New data shows that UK property values have fallen, but lenders are keeping their cool during the summer slowdown
Summers don’t tend to last long in the UK. So when the sun comes out, the pavements outside London’s pubs fill up with thirsty office workers come early evening. At least a few real estate lenders have been among them during the last couple of weeks.
“By 5pm, people are heading to the pub,” one senior banker told me this week. “And why not? No one is answering the phone. It’s the best place to find out what’s going on.”
The serious point that the banker was making is that information is at a premium in UK real estate at the moment. With the traditional summer slowdown coming soon after the shock of the EU referendum, it is difficult, if not impossible, to gauge the true state of the market.
Although there is a definite lull, many insist that business has not ground to a halt and point to several reasons why lending will in fact begin to pick up. Financings have continued to close, many of which were agreed in principle before the June referendum, they say. There are also claims that some lenders are busy issuing terms to visiting foreign investors, which are scoping the London market with a view to taking advantage of the weakened pound.
The great unknown hanging over the market this summer is the extent to which commercial property values will fall as a result of the Brexit vote. But the feeling among lenders is that, come September, enough investors will decide that they cannot simply sit on their hands all year. Those investors will seek a discount, but the hope is that there will be enough demand to stop capital values from plummeting.

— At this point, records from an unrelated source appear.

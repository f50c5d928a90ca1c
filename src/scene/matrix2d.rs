//! 2x2 matrix demo: the same box under scale, rotation and two shears,
//! one per screen quadrant

use super::{set_float, Control, ControlValue, Scene};
use crate::input::FrameContext;
use crate::rasterizer::{radians, Color, Framebuffer, Mat2, Vec2};

const BOX_SIZE: usize = 100;

const DEFAULT_SCALE: f32 = 2.0;
const DEFAULT_ROTATION_DEG: f32 = 45.0;
const DEFAULT_SHEAR: f32 = 2.0;

pub struct Matrix2DScene {
    points: Vec<Vec2>,
    /// Quadrant origins, rebuilt when the framebuffer size changes
    anchors: [Vec2; 4],
    box_offset: Vec2,
    last_size: Option<(usize, usize)>,
    pub scale: f32,
    pub rotation_deg: f32,
    pub shear_x: f32,
    pub shear_y: f32,
    time: f32,
}

impl Matrix2DScene {
    pub fn new() -> Self {
        let mut points = Vec::with_capacity(BOX_SIZE * BOX_SIZE);
        for y in 0..BOX_SIZE {
            for x in 0..BOX_SIZE {
                points.push(Vec2::new(x as f32, y as f32));
            }
        }
        Self {
            points,
            anchors: [Vec2::ZERO; 4],
            box_offset: Vec2::ZERO,
            last_size: None,
            scale: DEFAULT_SCALE,
            rotation_deg: DEFAULT_ROTATION_DEG,
            shear_x: DEFAULT_SHEAR,
            shear_y: DEFAULT_SHEAR,
            time: 0.0,
        }
    }

    /// Back to scale 2, 45° and shear 2/2
    pub fn restore_defaults(&mut self) {
        self.scale = DEFAULT_SCALE;
        self.rotation_deg = DEFAULT_ROTATION_DEG;
        self.shear_x = DEFAULT_SHEAR;
        self.shear_y = DEFAULT_SHEAR;
    }

    /// Top-left, top-right, bottom-left, bottom-right
    pub fn matrices(&self) -> [Mat2; 4] {
        [
            Mat2::scale(self.scale),
            Mat2::rotation(radians(self.rotation_deg)),
            Mat2::shear_x(self.shear_x),
            Mat2::shear_y(self.shear_y),
        ]
    }

    fn update_layout(&mut self, width: usize, height: usize) {
        if self.last_size == Some((width, height)) {
            return;
        }
        let cx = width as f32 * 0.5;
        let cy = height as f32 * 0.5;
        self.anchors = [
            Vec2::new(0.0, 0.0),
            Vec2::new(cx, 0.0),
            Vec2::new(0.0, cy),
            Vec2::new(cx, cy),
        ];
        self.box_offset = Vec2::new(width as f32 * 0.25, height as f32 * 0.25);
        self.last_size = Some((width, height));
    }
}

impl Default for Matrix2DScene {
    fn default() -> Self {
        Self::new()
    }
}

impl Scene for Matrix2DScene {
    fn name(&self) -> &'static str {
        "Matrix2D"
    }

    /// Also puts the sliders back to their defaults
    fn reset(&mut self) {
        self.time = 0.0;
        self.restore_defaults();
    }

    fn update(&mut self, ctx: &FrameContext) {
        self.time += ctx.dt;
    }

    fn render(&mut self, fb: &mut Framebuffer) {
        if fb.is_empty() {
            return;
        }
        self.update_layout(fb.width(), fb.height());

        let half = Vec2::splat(BOX_SIZE as f32 * 0.5);
        for (anchor, m) in self.anchors.iter().zip(self.matrices()) {
            let start = *anchor + self.box_offset;
            for &p in &self.points {
                let pos = m * (p - half) + start;
                fb.put_pixel(pos.x as i32, pos.y as i32, Color::WHITE);
            }
        }
    }

    fn describe_controls(&self) -> Vec<Control> {
        vec![
            Control::float("Scale", self.scale, 0.25, 6.0),
            Control::float("Rotation (deg)", self.rotation_deg, -180.0, 180.0),
            Control::float("Shear X", self.shear_x, -4.0, 4.0),
            Control::float("Shear Y", self.shear_y, -4.0, 4.0),
        ]
    }

    fn set_control(&mut self, name: &str, value: ControlValue) -> bool {
        match name {
            "Scale" => set_float(&mut self.scale, value),
            "Rotation (deg)" => set_float(&mut self.rotation_deg, value),
            "Shear X" => set_float(&mut self.shear_x, value),
            "Shear Y" => set_float(&mut self.shear_y, value),
            _ => false,
        }
    }
}

#[cfg(test)]
mod tests {
    use super::*;

    #[test]
    fn test_restore_defaults() {
        let mut scene = Matrix2DScene::new();
        scene.scale = 0.5;
        scene.shear_y = -3.0;
        scene.restore_defaults();
        assert_eq!(scene.scale, 2.0);
        assert_eq!(scene.rotation_deg, 45.0);
        assert_eq!(scene.shear_x, 2.0);
        assert_eq!(scene.shear_y, 2.0);
    }

    #[test]
    fn test_shear_matrices() {
        let scene = Matrix2DScene::new();
        let [_, _, sx, sy] = scene.matrices();
        assert_eq!(sx * Vec2::new(1.0, 1.0), Vec2::new(3.0, 1.0));
        assert_eq!(sy * Vec2::new(1.0, 1.0), Vec2::new(1.0, 3.0));
    }

    #[test]
    fn test_scaled_box_centered_in_first_quadrant() {
        let mut scene = Matrix2DScene::new();
        let mut fb = Framebuffer::new(800, 600);
        scene.render(&mut fb);
        // Quadrant centre (200, 150); scale 2 lights every other pixel
        assert_eq!(fb.pixel(200, 150).map(|p| p.g), Some(255));
        assert_eq!(fb.pixel(100, 50).map(|p| p.g), Some(255));
        assert_eq!(fb.pixel(90, 40).map(|p| p.g), Some(0));
    }

    #[test]
    fn test_layout_follows_resize() {
        let mut scene = Matrix2DScene::new();
        let mut fb = Framebuffer::new(400, 400);
        scene.render(&mut fb);
        assert_eq!(scene.anchors[3], Vec2::new(200.0, 200.0));
        fb.resize(800, 200);
        scene.render(&mut fb);
        assert_eq!(scene.anchors[3], Vec2::new(400.0, 100.0));
        assert_eq!(scene.box_offset, Vec2::new(200.0, 50.0));
    }
}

Data published this week provided some measure of the market. The latest monthly IPD index, the UK’s widely-tracked commercial property databank, recorded a 2.8 percent drop in capital values during July, the greatest fall seen since March 2009. Central London offices were worst affected, with a 3.6 percent decline in values.
The total return across the index fell from 0.2 percent in June to minus 2.4 percent in July. It didn’t make for happy reading.
“The July [capital value] decline, coupled with the decline of 0.3 percent in June, indicates that the market is formally in recession post-Brexit referendum as weak investor sentiment hits yield pricing,” commented Colm Lauder, vice president of IPD owner MSCI.
IPD figures are one thing, but financiers point to the few prime London deals that have been done in recent weeks as evidence that values are holding up. In the few central London office sales which were sparked by open-ended funds being forced to liquidate assets, observers say investor demand was strong and the discounts to book value were shallower than predicted.
One lender with a clearing bank said that he expects September valuations to reveal that capital values have fallen by only a “few percentage points”, certainly less than 10 percent, from before the summer. Another lender argued that the drop-off in London property values will vary wildly from asset to asset; offices occupied by tenants with an uncertain UK future after Brexit will fall significantly in value, while properties in the thriving student accommodation sector might buck the trend.
Lenders also point out that core London has looked overvalued for some time now, and that lending has continued on a more cautious basis, with senior loan-to-values dialled back to the 50-60 percent range, pricing a little higher and covenants tighter.
A second piece of research published this week might provide some additional summer cheer. BNP Paribas Real Estate reported that Central London office occupational take-up reached 888,551 sq ft in July, the third-highest monthly volume of 2016 and only 11 percent below the monthly average of 1 million sq ft.
An accurate picture of the market will take time to emerge, but lenders seem to be keeping their cool, confident that business will pick up. In the meantime, it’s probably worth having a pint while the sunshine lasts.